Dataset records —
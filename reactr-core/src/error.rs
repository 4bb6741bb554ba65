//! Error types for reactive containers.

use thiserror::Error;

/// Errors reported by the checked field operations.
///
/// The unchecked paths (`Field::get`, `Field::set`) never return these.
/// Stale weak subscriptions and unknown subscription ids are not errors.
#[derive(Debug, Clone, PartialEq, Eq, Error)]
pub enum ReactrError {
    /// One or more observers panicked during the fan-out of a write.
    ///
    /// The value was stored and every other observer still ran.
    #[error("{} observer(s) of field `{field}` panicked: {}", .failures.len(), .failures.join("; "))]
    ObserverPanicked {
        field: &'static str,
        failures: Vec<String>,
    },

    /// The stored value for a field is not of the type the descriptor expects.
    ///
    /// Only possible when two descriptors on the same model share a name.
    #[error("stored value for field `{field}` is not a `{expected}`")]
    TypeMismatch {
        field: &'static str,
        expected: &'static str,
    },
}

pub type Result<T> = std::result::Result<T, ReactrError>;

Assigned task —
Every entry above needs to be duplicated exactly.

Reply —
filename reactr-core/src/error.rs
repository 4bb6741bb554ba65
//! Error types for reactive containers.

use thiserror::Error;

/// Errors reported by the checked field operations.
///
/// The unchecked paths (`Field::get`, `Field::set`) never return these.
/// Stale weak subscriptions and unknown subscription ids are not errors.
#[derive(Debug, Clone, PartialEq, Eq, Error)]
pub enum ReactrError {
    /// One or more observers panicked during the fan-out of a write.
    ///
    /// The value was stored and every other observer still ran.
    #[error("{} observer(s) of field `{field}` panicked: {}", .failures.len(), .failures.join("; "))]
    ObserverPanicked {
        field: &'static str,
        failures: Vec<String>,
    },

    /// The stored value for a field is not of the type the descriptor expects.
    ///
    /// Only possible when two descriptors on the same model share a name.
    #[error("stored value for field `{field}` is not a `{expected}`")]
    TypeMismatch {
        field: &'static str,
        expected: &'static str,
    },
}

pub type Result<T> = std::result::Result<T, ReactrError>;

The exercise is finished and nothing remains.